That's a "right single quotation mark" character in Unicode.

http://unicode.scarfboy.com/?s=E28099

Something in your code is choosing to interpret the text variable as an old-fashioned byte array of characters, where every character is represented by a single byte. That works as long as the file name only uses characters from the old ASCII set, but there are only 128 of those.

> The script is Python 3, the file system it is running on is a hammer
> filesystem on DragonFlyBSD. The audio files reside on a QNAP NAS which
> runs some kind of Linux so it probably ext3/4. The files came from
> various system (Mac, Windows, FreeBSD).

Since you are working in Python3, you have the ability to call the .encode() and .decode() methods to translate between Unicode and byte character arrays (which you still need on occasion).

>
> --
> Rod
>
> http://www.rodperson.com

MRAB

unread,

Jun 24, 2017, 3:26:28 PM6/24/17

to

On 2017-06-24 19:57, Rod Person wrote:
> Hi,
>
> I'm working on a program that will walk a file system and clean the id3
> tags of mp3 and flac files, everything is working great until the
> follow file is found
>
> '06 - Todd's Song (Post-Spiderland Song in Progress).flac'
>
> for some reason that I can't understand os.walk() returns this file
> name as
>
> '06 - Todd\xe2\x80\x99s Song (Post-Spiderland Song in Progress).flac'
>
> which then causes more hell than a little bit for me. I'm not
> understand why apostrophe(') becomes \xe2\x80\x99, or what I can do
> about it.
>

> The script is Python 3, the file system it is running on is a hammer
> filesystem on DragonFlyBSD. The audio files reside on a QNAP NAS which
> runs some kind of Linux so it probably ext3/4. The files came from
> various system (Mac, Windows, FreeBSD).
>

If you treat it as a bytestring b'\xe2\x80\x99' and decode it:

>>> c = b'\xe2\x80\x99'.decode('utf-8')
>>> ascii(c)
"'\\u2019'"
>>> import unicodedata
>>> unicodedata.name(c)
'RIGHT SINGLE QUOTATION MARK'

It's not an apostrophe, it's '\u2019' ('\N{RIGHT SINGLE QUOTATION MARK}').
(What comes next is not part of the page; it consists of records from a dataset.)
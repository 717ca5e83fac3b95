//! Data Transfer Objects
//!
//! Request and response types for the API endpoints.
//! These types are serialized/deserialized to/from JSON.

use chrono::{DateTime, NaiveDate, Utc};
use serde::{Deserialize, Serialize};
use uuid::Uuid;

use crate::aggregate::{DailyAggregate, DateRange, Summary};
use crate::catalog::{AggregationPolicy, SeriesField};
use crate::extract::ExtractStats;

// ============================================
// CATALOG DTOs
// ============================================

/// Full metric catalog
#[derive(Debug, Serialize)]
pub struct CatalogResponse {
    pub categories: Vec<CategoryDto>,
    pub total_metrics: usize,
}

/// One category with its metrics
#[derive(Debug, Serialize)]
pub struct CategoryDto {
    pub name: String,
    pub metrics: Vec<MetricDto>,
}

/// Catalog entry for one metric
#[derive(Debug, Serialize)]
pub struct MetricDto {
    /// Full identifier, e.g. `HKQuantityTypeIdentifierStepCount`
    pub id: String,
    /// Display name, e.g. `StepCount`
    pub name: String,
    pub policy: AggregationPolicy,
    pub fields: Vec<SeriesField>,
    /// Observations in the dataset, when listed for an export
    #[serde(skip_serializing_if = "Option::is_none")]
    pub observations: Option<usize>,
}

// ============================================
// EXPORT DTOs
// ============================================

/// Upload query parameters
#[derive(Debug, Default, Deserialize)]
pub struct UploadParams {
    /// Original file name, kept for display
    pub name: Option<String>,
}

/// Extracted export summary
#[derive(Debug, Serialize)]
pub struct ExportResponse {
    pub id: Uuid,
    #[serde(skip_serializing_if = "Option::is_none")]
    pub name: Option<String>,
    pub uploaded_at: DateTime<Utc>,
    pub stats: ExtractStats,
    /// Earliest and latest observation dates
    #[serde(skip_serializing_if = "Option::is_none")]
    pub date_range: Option<DateRange>,
    /// Categories with data, in catalog order
    pub categories: Vec<String>,
}

/// Upload result
#[derive(Debug, Serialize)]
pub struct UploadResponse {
    #[serde(flatten)]
    pub export: ExportResponse,
    /// Exports dropped to make room
    #[serde(skip_serializing_if = "Vec::is_empty")]
    pub evicted: Vec<Uuid>,
}

/// All held exports
#[derive(Debug, Serialize)]
pub struct ExportListResponse {
    pub exports: Vec<ExportResponse>,
    pub capacity: usize,
}

/// Metrics of one category present in an export
#[derive(Debug, Serialize)]
pub struct CategoryMetricsResponse {
    pub category: String,
    pub metrics: Vec<MetricDto>,
}

// ============================================
// DAILY DTOs
// ============================================

/// Daily series query parameters
#[derive(Debug, Deserialize)]
pub struct DailyParams {
    /// Metric identifier or display name
    pub metric: String,
    /// First day (inclusive), defaults to the export's first day
    pub start: Option<NaiveDate>,
    /// Last day (inclusive), defaults to the export's last day
    pub end: Option<NaiveDate>,
    /// Field to summarize, defaults to the policy's primary field
    pub field: Option<String>,
    /// Output format: json (default) or csv
    #[serde(default = "default_format")]
    pub format: String,
}

fn default_format() -> String {
    "json".to_string()
}

/// Daily series with its summary
#[derive(Debug, Serialize)]
pub struct DailyResponse {
    /// "ok" or "no_data"
    pub status: String,
    pub metric: String,
    pub name: String,
    pub category: String,
    pub policy: AggregationPolicy,
    pub fields: Vec<SeriesField>,
    #[serde(skip_serializing_if = "Option::is_none")]
    pub range: Option<DateRange>,
    pub rows: Vec<DailyAggregate>,
    pub summary: Option<Summary>,
}

// ============================================
// HEALTH DTOs
// ============================================

/// Health check response
#[derive(Debug, Serialize)]
pub struct HealthResponse {
    /// Overall status: healthy, degraded
    pub status: String,
    /// Metrics in the active catalog
    pub catalog_metrics: usize,
    /// Exports held in memory
    pub datasets: usize,
    /// Server uptime in seconds
    pub uptime_seconds: u64,
    /// Application version
    pub version: String,
}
It looks like the filename is encoded as UTF-8, but Python thinks that
the filesystem encoding is something like Latin-1.

Peter Otten

unread,

Jun 24, 2017, 3:29:06 PM6/24/17

to

Rod Person wrote:

> Hi,
>
> I'm working on a program that will walk a file system and clean the id3
> tags of mp3 and flac files, everything is working great until the
> follow file is found
>
> '06 - Todd's Song (Post-Spiderland Song in Progress).flac'
>
> for some reason that I can't understand os.walk() returns this file
> name as
>
> '06 - Todd\xe2\x80\x99s Song (Post-Spiderland Song in Progress).flac'
>
> which then causes more hell than a little bit for me. I'm not
> understand why apostrophe(') becomes \xe2\x80\x99, or what I can do
> about it.

>>> b"\xe2\x80\x99".decode("utf-8")

'’'
>>> unicodedata.name(_)
'RIGHT SINGLE QUOTATION MARK'

So it's '’' rather than "'".

> The script is Python 3, the file system it is running on is a hammer
> filesystem on DragonFlyBSD. The audio files reside on a QNAP NAS which
> runs some kind of Linux so it probably ext3/4. The files came from
> various system (Mac, Windows, FreeBSD).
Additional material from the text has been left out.